→ **What you need to do**:
Keep every line in which "written" occurs and drop the rest of the data.

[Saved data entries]
● ● ● ● ●

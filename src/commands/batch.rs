use crate::cli::InferenceArgs;
use crate::hmm::CellTrace;
use crate::utils::{
    create_writer, read_model, stream_records_into_channel, ModelFile, ObservationRecord, Result,
};
use crossbeam_channel::{bounded, Receiver};
use itertools::Itertools;
use rayon::{
    iter::{ParallelBridge, ParallelIterator},
    ThreadPoolBuilder,
};
use std::{collections::BTreeMap, io::Write, thread};

const CHANNEL_BUFFER_SIZE: usize = 2048;

#[derive(Debug, Default, PartialEq)]
pub struct BatchSummary {
    pub written: usize,
    pub failed: usize,
}

/// Loads the model and, if requested, verifies its distributions
pub fn load_model(args: &InferenceArgs) -> Result<ModelFile> {
    let model = read_model(&args.model_path)?;
    if args.strict {
        model
            .hmm
            .check_stochastic(args.tolerance)
            .map_err(|e| format!("Model {}: {}", args.model_path.display(), e))?;
    }
    log::info!(
        "Loaded model with {} states and {} symbols",
        model.hmm.num_states(),
        model.hmm.num_symbols()
    );
    Ok(model)
}

/// Streams every observation record through `process` on a thread pool and
/// writes the produced lines in input order. Records that fail are logged and skipped.
pub fn run_batch<F>(
    args: &InferenceArgs,
    model: &ModelFile,
    header: &str,
    process: F,
) -> Result<BatchSummary>
where
    F: Fn(&ModelFile, &ObservationRecord) -> Result<String> + Sync,
{
    let writer = create_writer(args.output_path.as_deref())?;
    run_batch_into(writer, args, model, header, process)
}

/// Same as [`run_batch`] with an explicit destination. A failed write stops
/// the pool and is returned ahead of any other error.
pub fn run_batch_into<W, F>(
    mut writer: W,
    args: &InferenceArgs,
    model: &ModelFile,
    header: &str,
    process: F,
) -> Result<BatchSummary>
where
    W: Write + Send + 'static,
    F: Fn(&ModelFile, &ObservationRecord) -> Result<String> + Sync,
{
    writeln!(writer, "{}", header).map_err(|e| format!("Failed to write header: {}", e))?;

    let (sender_record, receiver_record) = bounded(CHANNEL_BUFFER_SIZE);
    let observations_path = args.observations_path.clone();
    let alphabet = model.symbols.clone();
    let record_stream_thread = thread::spawn(move || {
        stream_records_into_channel(&observations_path, alphabet.as_ref(), sender_record)
    });

    let (sender_result, receiver_result) = bounded(CHANNEL_BUFFER_SIZE);
    let writer_thread = thread::spawn(move || write_in_order(receiver_result, &mut writer));

    log::debug!(
        "Initializing thread pool with {} threads...",
        args.num_threads
    );
    let pool = initialize_thread_pool(args.num_threads)?;
    let sent = pool.install(|| {
        receiver_record
            .into_iter()
            .par_bridge()
            .try_for_each_with(&sender_result, |s, (index, record)| {
                let line = match record {
                    Ok(record) => process_record(model, &record, &process),
                    Err(err) => {
                        log::error!("{}", err);
                        None
                    }
                };
                s.send((index, line))
                    .map_err(|e| format!("Failed to send result to writer thread: {}", e))
            })
    });

    // Clean-up
    drop(sender_result);
    let written = writer_thread.join().expect("Writer thread panicked");
    log::trace!("Writer thread finished");
    let streamed = record_stream_thread
        .join()
        .expect("Observation stream thread panicked");
    log::trace!("Observation stream thread finished");

    let summary = written?;
    sent?;
    streamed?;

    log::info!(
        "Processed {} sequences, {} failed",
        summary.written + summary.failed,
        summary.failed
    );
    Ok(summary)
}

fn process_record<F>(model: &ModelFile, record: &ObservationRecord, process: &F) -> Option<String>
where
    F: Fn(&ModelFile, &ObservationRecord) -> Result<String>,
{
    match process(model, record) {
        Ok(line) => Some(line),
        Err(err) => {
            log::error!("Error processing sequence {}: {}", record.id, err);
            None
        }
    }
}

/// Writes lines tagged with their input position, buffering out-of-order
/// arrivals. `None` marks a failed record and only advances the position.
pub fn write_in_order<W: Write>(
    receiver: Receiver<(usize, Option<String>)>,
    writer: &mut W,
) -> Result<BatchSummary> {
    let mut summary = BatchSummary::default();
    let mut pending = BTreeMap::new();
    let mut next_index = 0;

    for (index, line) in &receiver {
        pending.insert(index, line);
        while let Some(line) = pending.remove(&next_index) {
            match line {
                Some(line) => {
                    writeln!(writer, "{}", line).map_err(|e| format!("Failed to write: {}", e))?;
                    summary.written += 1;
                }
                None => summary.failed += 1,
            }
            next_index += 1;
        }
    }

    if !pending.is_empty() {
        return Err(format!(
            "{} results never became writable after position {}",
            pending.len(),
            next_index
        ));
    }

    writer
        .flush()
        .map_err(|e| format!("Failed to flush output: {}", e))?;
    Ok(summary)
}

/// Tab-separated `id, time, state, value, emission, terms` row for one table cell
pub fn format_cell(
    model: &ModelFile,
    id: &str,
    time: usize,
    state: usize,
    cell: &CellTrace,
) -> String {
    format!(
        "{}\t{}\t{}\t{:e}\t{:e}\t{}",
        id,
        time,
        model.state_name(state),
        cell.value,
        cell.emission,
        cell.terms.iter().map(|term| format!("{:e}", term)).join(",")
    )
}

fn initialize_thread_pool(num_threads: usize) -> Result<rayon::ThreadPool> {
    ThreadPoolBuilder::new()
        .num_threads(num_threads)
        .thread_name(|i| format!("dhmm-{}", i))
        .start_handler(|_thread_index| {
            log::trace!("Initialized thread {:?}", std::thread::current().id());
        })
        .build()
        .map_err(|e| format!("Failed to initialize thread pool: {}", e))
}
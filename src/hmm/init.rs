use super::{Hmm, HmmError};
use rand::Rng;

/// Model where every distribution is uniform
pub fn flat_start(num_states: usize, num_symbols: usize) -> Result<Hmm, HmmError> {
    check_dimensions(num_states, num_symbols)?;

    let state_prob = 1.0 / num_states as f64;
    Hmm::new(
        vec![state_prob; num_states],
        vec![vec![state_prob; num_states]; num_states],
        vec![vec![1.0 / num_symbols as f64; num_symbols]; num_states],
    )
}

/// Model with uniformly drawn parameters, each distribution normalized to sum to one
pub fn random_start<R: Rng + ?Sized>(
    num_states: usize,
    num_symbols: usize,
    rng: &mut R,
) -> Result<Hmm, HmmError> {
    check_dimensions(num_states, num_symbols)?;

    let init = random_distribution(num_states, rng);
    let trans = (0..num_states)
        .map(|_| random_distribution(num_states, rng))
        .collect();
    let ems = (0..num_states)
        .map(|_| random_distribution(num_symbols, rng))
        .collect();

    Hmm::new(init, trans, ems)
}

fn random_distribution<R: Rng + ?Sized>(len: usize, rng: &mut R) -> Vec<f64> {
    // Strictly positive weights
    let weights: Vec<f64> = (0..len).map(|_| rng.random::<f64>() + f64::EPSILON).collect();
    let total: f64 = weights.iter().sum();
    weights.into_iter().map(|w| w / total).collect()
}

fn check_dimensions(num_states: usize, num_symbols: usize) -> Result<(), HmmError> {
    if num_states == 0 {
        return Err(HmmError::model("model has no states"));
    }
    if num_symbols == 0 {
        return Err(HmmError::model("emission matrix has no symbols"));
    }
    Ok(())
}
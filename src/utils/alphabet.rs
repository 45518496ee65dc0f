use super::Result;
use std::collections::HashMap;

/// Ordered set of names for hidden states or observation symbols
#[derive(Debug, Clone, PartialEq)]
pub struct Alphabet {
    names: Vec<String>,
    lookup: HashMap<String, usize>,
}

impl Alphabet {
    pub fn new<S: Into<String>>(names: impl IntoIterator<Item = S>) -> Result<Self> {
        let names: Vec<String> = names.into_iter().map(Into::into).collect();
        let mut lookup = HashMap::with_capacity(names.len());
        for (index, name) in names.iter().enumerate() {
            if lookup.insert(name.clone(), index).is_some() {
                return Err(format!("Duplicate name in alphabet: {}", name));
            }
        }
        Ok(Self { names, lookup })
    }

    pub fn len(&self) -> usize {
        self.names.len()
    }

    pub fn is_empty(&self) -> bool {
        self.names.is_empty()
    }

    pub fn index_of(&self, name: &str) -> Option<usize> {
        self.lookup.get(name).copied()
    }

    pub fn name(&self, index: usize) -> Option<&str> {
        self.names.get(index).map(|s| s.as_str())
    }

    pub fn names(&self) -> &[String] {
        &self.names
    }
}
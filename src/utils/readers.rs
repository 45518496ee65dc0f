use super::Result;
use flate2::read::MultiGzDecoder;
use std::fs::File;
use std::io::{BufReader, Read as ioRead};
use std::path::Path;

/// Opens a plain or gzip-compressed (`.gz`/`.gzip`) text file
pub fn open_text_reader(path: &Path) -> Result<BufReader<Box<dyn ioRead + Send>>> {
    fn is_gzipped(path: &Path) -> bool {
        let path_str = path.to_string_lossy().to_lowercase();
        path_str.ends_with(".gz") || path_str.ends_with(".gzip")
    }
    let file = File::open(path).map_err(|e| format!("File {}: {}", path.display(), e))?;
    if is_gzipped(path) {
        let gz_decoder = MultiGzDecoder::new(file);
        if gz_decoder.header().is_some() {
            Ok(BufReader::new(Box::new(gz_decoder)))
        } else {
            Err(format!("Invalid gzip header: {}", path.to_string_lossy()))
        }
    } else {
        Ok(BufReader::new(Box::new(file)))
    }
}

● ● ● ● ●

→ **Result of this task**:
    pub written: usize,
    let written = writer_thread.join().expect("Writer thread panicked");
    let summary = written?;
        summary.written + summary.failed,
                    summary.written += 1;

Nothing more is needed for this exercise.